しばらくするとすぐにエリスは戻ってきた。
「これ」
ロゼの頭にふわっと何かがかけられる。それは白い生地でできたベールだった。
「これはこの国伝統の織物でね、見た目はしっかりしてるのに羽のように軽いことからウィングベールと呼ばれているものなんだ。日差しを避けたい女性なんかがよくつけているごく一般的なアイテムだよ」
ロゼはそう言われて辺りを見渡した。確かに行き交う人の中にもこのベールをつけている人が何人かいる。
「へぇ…。

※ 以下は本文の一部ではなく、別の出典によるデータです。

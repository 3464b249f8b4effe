use calmwave::noise::NoiseColor;
use calmwave::nodes::{Oscillator, RtrbSink};
use calmwave::{AudioEngine, EngineConfig, SoundId};
use criterion::{black_box, criterion_group, criterion_main, Criterion};
use rand::rngs::SmallRng;
use rand::SeedableRng;

pub fn criterion_benchmark(c: &mut Criterion) {
    for color in [NoiseColor::White, NoiseColor::Brown, NoiseColor::Pink] {
        c.bench_function(&format!("{:?} noise, 4s @ 48k", color), |b| {
            let mut rng = SmallRng::seed_from_u64(1);
            b.iter(|| black_box(color.generate_with(&mut rng, 4.0, 48_000)))
        });
    }

    c.bench_function("Oscillator.process() with vibrato", |b| {
        use calmwave::{AudioNode, ProcessContext, BLOCK_SIZE};
        use dasp_graph::Buffer;

        let ctx = ProcessContext { sample_rate: 48_000, buffer_size: BLOCK_SIZE };
        let mut osc = Oscillator::sine(196.0).with_vibrato(5.5, 2.0);
        let mut output = [Buffer::default()];

        b.iter(|| osc.process(&ctx, std::iter::empty(), &[], &mut output))
    });

    for sound in SoundId::ALL {
        c.bench_function(&format!("{} engine block", sound), |b| {
            let (producer, mut consumer) = rtrb::RingBuffer::new(4096);
            let mut engine = AudioEngine::new(EngineConfig::default())
                .unwrap()
                .with_output(RtrbSink::stereo(producer));
            engine.spawn(sound.generator()).unwrap();

            b.iter(|| {
                engine.process();
                while consumer.pop().is_ok() {}
            })
        });
    }
}

criterion_group!(benches, criterion_benchmark);
criterion_main!(benches);
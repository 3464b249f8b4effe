//! Mixer effect - sums multiple inputs together

use dasp_graph::{Buffer, Input};

use crate::node::{sum_inputs, AudioNode, ProcessContext};

/// A mixer that sums multiple inputs together
///
/// Each input is summed with equal weight. The output has `channels` channels.
/// Mono inputs are copied to every output channel; extra input channels are ignored.
pub struct Mixer {
    channels: usize,
}

impl Mixer {
    /// Create a new mixer with the specified number of output channels
    pub fn new(channels: usize) -> Self {
        Self { channels: channels.clamp(1, 2) }
    }

    pub fn stereo() -> Self {
        Self::new(2)
    }

    pub fn mono() -> Self {
        Self::new(1)
    }
}

impl AudioNode for Mixer {
    type Message = ();

    fn process(
        &mut self,
        _ctx: &ProcessContext,
        _messages: impl Iterator<Item = Self::Message>,
        inputs: &[Input],
        output: &mut [Buffer],
    ) {
        sum_inputs(inputs, output);
    }

    fn num_inputs(&self) -> usize {
        // Accept any number of inputs
        usize::MAX
    }

    fn num_outputs(&self) -> usize {
        self.channels
    }
}
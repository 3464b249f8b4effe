mod common;

use std::sync::atomic::{AtomicUsize, Ordering};
use std::sync::Arc;

use calmwave::nodes::{Gain, Oscillator};
use calmwave::{AudioEngine, EngineConfig, EngineError, TeardownReport, VoiceBuilder};
use common::{blocks_for, render, stereo_engine};

const RATE: u32 = 16_000;

fn tone(v: &mut VoiceBuilder<'_>) -> Result<(), EngineError> {
    let tone = v.add(Oscillator::sine(440.0));
    v.connect_to_master(&tone)
}

#[test]
fn spawn_needs_an_output() {
    let mut engine = AudioEngine::new(EngineConfig::default()).unwrap();
    assert_eq!(engine.spawn(tone), Err(EngineError::NoOutput));
    assert_eq!(engine.live_voices(), 0);
}

#[test]
fn failed_generator_leaves_nothing_behind() {
    let (mut engine, _consumer) = stereo_engine(RATE);
    let baseline = engine.node_count();

    let result = engine.spawn(|v| {
        let tone = v.add(Oscillator::sine(440.0));
        let gain = v.add(Gain::new(0.5));
        v.connect(&tone, &gain)?;
        Err(EngineError::Construction("no more room".into()))
    });

    assert!(matches!(result, Err(EngineError::Construction(_))));
    assert_eq!(engine.node_count(), baseline);
    assert_eq!(engine.live_voices(), 0);
    assert_eq!(engine.stats().voices_released, 1);
}

#[test]
fn release_removes_every_node_once() {
    let (mut engine, mut consumer) = stereo_engine(RATE);
    let baseline = engine.node_count();

    let voice = engine
        .spawn(|v| {
            let tone = v.add(Oscillator::sine(440.0));
            let gain = v.add(Gain::new(0.5));
            v.connect(&tone, &gain)?;
            v.connect_to_master(&gain)
        })
        .unwrap();
    assert_eq!(engine.node_count(), baseline + 2);

    let out = render(&mut consumer, 10, || engine.process());
    assert!(out.rms() > 0.1);

    let report = engine.release(voice);
    assert_eq!(report, TeardownReport { removed: 2, missing: 0, timers_cancelled: 0 });
    assert_eq!(engine.node_count(), baseline);
    assert!(!engine.is_live(voice));

    // second release is a no-op
    assert_eq!(engine.release(voice), TeardownReport::default());
    assert_eq!(engine.stats().voices_released, 1);

    let out = render(&mut consumer, 10, || engine.process());
    assert_eq!(out.rms(), 0.0);
}

#[test]
fn nodes_removed_elsewhere_are_counted_not_fatal() {
    let (mut engine, _consumer) = stereo_engine(RATE);

    let voice = engine
        .spawn(|v| {
            let a = v.add(Oscillator::sine(220.0));
            let b = v.add(Oscillator::sine(330.0));
            v.connect_to_master(&a)?;
            v.connect_to_master(&b)
        })
        .unwrap();

    let first = engine.voice_nodes(voice)[0];
    assert!(engine.remove(&first));

    let report = engine.release(voice);
    assert_eq!(report.removed, 1);
    assert_eq!(report.missing, 1);
}

#[test]
fn master_and_sink_cannot_be_removed() {
    let (mut engine, _consumer) = stereo_engine(RATE);
    let master = engine.master_id();
    assert!(!engine.remove(&master));
    assert!(engine.contains(master));
}

#[test]
fn scheduled_removal_reaps_nodes() {
    let (mut engine, mut consumer) = stereo_engine(RATE);

    let voice = engine
        .spawn(|v| {
            let bus = v.add(Gain::new(1.0));
            let blip = v.add(Oscillator::sine(440.0));
            v.connect(&blip, &bus)?;
            v.connect_to_master(&bus)?;
            v.remove_after(vec![blip.id()], 0.5);
            Ok(())
        })
        .unwrap();
    assert_eq!(engine.voice_nodes(voice).len(), 2);
    assert_eq!(engine.voice_timers(voice), 1);

    render(&mut consumer, blocks_for(0.6, RATE), || engine.process());

    assert_eq!(engine.voice_nodes(voice).len(), 1);
    assert_eq!(engine.voice_timers(voice), 0);
    assert_eq!(engine.stats().timers_fired, 1);

    let report = engine.release(voice);
    assert_eq!(report, TeardownReport { removed: 1, missing: 0, timers_cancelled: 0 });
}

#[test]
fn repeating_timer_stops_with_its_voice() {
    let (mut engine, mut consumer) = stereo_engine(RATE);
    let fired = Arc::new(AtomicUsize::new(0));

    let counter = fired.clone();
    let voice = engine
        .spawn(move |v| {
            let bus = v.add(Gain::new(1.0));
            v.connect_to_master(&bus)?;
            v.every(1.0, move |_| {
                counter.fetch_add(1, Ordering::SeqCst);
                Ok(())
            });
            Ok(())
        })
        .unwrap();

    render(&mut consumer, blocks_for(3.5, RATE), || engine.process());
    assert_eq!(fired.load(Ordering::SeqCst), 3);

    let report = engine.release(voice);
    assert_eq!(report.timers_cancelled, 1);

    render(&mut consumer, blocks_for(3.0, RATE), || engine.process());
    assert_eq!(fired.load(Ordering::SeqCst), 3);
}

#[test]
fn failing_timer_is_not_rearmed() {
    let (mut engine, mut consumer) = stereo_engine(RATE);

    let voice = engine
        .spawn(|v| {
            v.every(0.25, |_| Err(EngineError::Construction("gone".into())));
            Ok(())
        })
        .unwrap();

    render(&mut consumer, blocks_for(1.0, RATE), || engine.process());
    assert_eq!(engine.stats().timers_fired, 1);
    assert_eq!(engine.voice_timers(voice), 0);
    assert!(engine.is_live(voice));
}

#[test]
fn node_ids_are_never_reused() {
    let (mut engine, _consumer) = stereo_engine(RATE);

    let first = engine.spawn(tone).unwrap();
    let first_nodes = engine.voice_nodes(first).to_vec();
    engine.release(first);

    let second = engine.spawn(tone).unwrap();
    assert_ne!(first, second);
    assert!(engine.voice_nodes(second).iter().all(|id| !first_nodes.contains(id)));
}
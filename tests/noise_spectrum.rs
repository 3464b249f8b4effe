mod common;

use calmwave::noise::{brown_noise, pink_noise, white_noise, NoiseCache, NoiseColor};
use common::{band_db, welch_psd};
use rand::rngs::SmallRng;
use rand::SeedableRng;

const RATE: u32 = 48_000;
const SEGMENT: usize = 4096;
/// Octave bands well above the brown integrator's corner and below Nyquist
const OCTAVES: [(f32, f32); 5] = [
    (375.0, 750.0),
    (750.0, 1_500.0),
    (1_500.0, 3_000.0),
    (3_000.0, 6_000.0),
    (6_000.0, 12_000.0),
];

/// dB change from each octave band to the next
fn octave_steps(samples: &[f32]) -> Vec<f32> {
    let psd = welch_psd(samples, SEGMENT);
    let levels: Vec<f32> = OCTAVES
        .iter()
        .map(|&(lo, hi)| band_db(&psd, SEGMENT, RATE, lo, hi))
        .collect();
    levels.windows(2).map(|w| w[1] - w[0]).collect()
}

fn mean(values: &[f32]) -> f32 {
    values.iter().sum::<f32>() / values.len() as f32
}

#[test]
fn buffer_length_is_duration_times_rate() {
    for color in [NoiseColor::White, NoiseColor::Brown, NoiseColor::Pink] {
        assert_eq!(color.generate(0.5, 44_100).len(), 22_050);
        assert_eq!(color.generate(4.0, 48_000).len(), 192_000);
        assert_eq!(color.generate(1.3, 48_000).len(), 62_400);
    }
}

#[test]
fn white_noise_is_centred_and_bounded() {
    let a = white_noise(2.0, RATE);
    let b = white_noise(2.0, RATE);

    assert!(a.samples().iter().all(|s| (-1.0..=1.0).contains(s)));
    assert!(mean(a.samples()).abs() < 0.01, "mean {}", mean(a.samples()));
    assert_ne!(a.samples(), b.samples());

    // uniform on [-1, 1] has rms 1/sqrt(3)
    assert!((a.rms() - 0.577).abs() < 0.02, "rms {}", a.rms());
}

#[test]
fn white_noise_is_flat() {
    let noise = white_noise(10.0, RATE);
    let steps = octave_steps(noise.samples());
    for step in steps {
        assert!(step.abs() < 1.0, "white noise band step {step} dB");
    }
}

#[test]
fn pink_noise_falls_three_db_per_octave() {
    let noise = pink_noise(10.0, RATE);
    let steps = octave_steps(noise.samples());

    for &step in &steps {
        assert!((-5.0..=-1.0).contains(&step), "pink band step {step} dB in {steps:?}");
    }
    let slope = mean(&steps);
    assert!((slope + 3.0).abs() < 1.0, "pink slope {slope} dB/octave");
}

#[test]
fn brown_noise_falls_faster_than_pink() {
    let brown = brown_noise(10.0, RATE);
    let pink = pink_noise(10.0, RATE);

    let brown_slope = mean(&octave_steps(brown.samples()));
    let pink_slope = mean(&octave_steps(pink.samples()));

    assert!(brown_slope < -4.5, "brown slope {brown_slope} dB/octave");
    assert!(brown_slope < pink_slope - 1.5);
    assert!(brown.samples().iter().all(|s| s.abs() <= 3.5 + 1e-4));
}

#[test]
fn seeded_generation_is_reproducible() {
    let a = NoiseColor::Pink.generate_with(&mut SmallRng::seed_from_u64(7), 0.25, RATE);
    let b = NoiseColor::Pink.generate_with(&mut SmallRng::seed_from_u64(7), 0.25, RATE);
    let c = NoiseColor::Pink.generate_with(&mut SmallRng::seed_from_u64(8), 0.25, RATE);

    assert_eq!(a.samples(), b.samples());
    assert_ne!(a.samples(), c.samples());
}

#[test]
fn cache_shares_buffers_per_color_and_rate() {
    let mut cache = NoiseCache::new();

    let first = cache.get_or_generate(NoiseColor::Brown, 1.0, RATE);
    let again = cache.get_or_generate(NoiseColor::Brown, 1.0, RATE);
    let other_rate = cache.get_or_generate(NoiseColor::Brown, 1.0, 44_100);
    let other_color = cache.get_or_generate(NoiseColor::White, 1.0, RATE);

    assert!(first.ptr_eq(&again));
    assert!(!first.ptr_eq(&other_rate));
    assert!(!first.ptr_eq(&other_color));
    assert_eq!(cache.len(), 3);
}
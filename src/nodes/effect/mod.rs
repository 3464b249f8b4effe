mod envelope;
mod filter;
mod gain;
mod mixer;
mod panner;

pub use envelope::*;
pub use filter::*;
pub use gain::*;
pub use mixer::*;
pub use panner::*;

すごく綺麗な織物だな」
アルはロゼのベールを少し触って感激したように呟いた。
「これでさっきよりは目立たないと思うよ」
「あ、ありがとうございます!いきなり買ってもらっちゃって…!お金ならちゃんと…」
「お金なんていいよ。気に入ってもらえたなら何より。ちょっとしたプレゼントだと思って」
「ありがとうございます!でもいつかこのお返しは必ず!」
ロゼは嬉しそうにベールに触れた。確かにしっかりした生地なのに頭に乗せた感じは何もつけてないかのように軽いものだった。
「じゃあ改めてお店を回ろうか」
エリスの声に皆は再び歩みを進めた。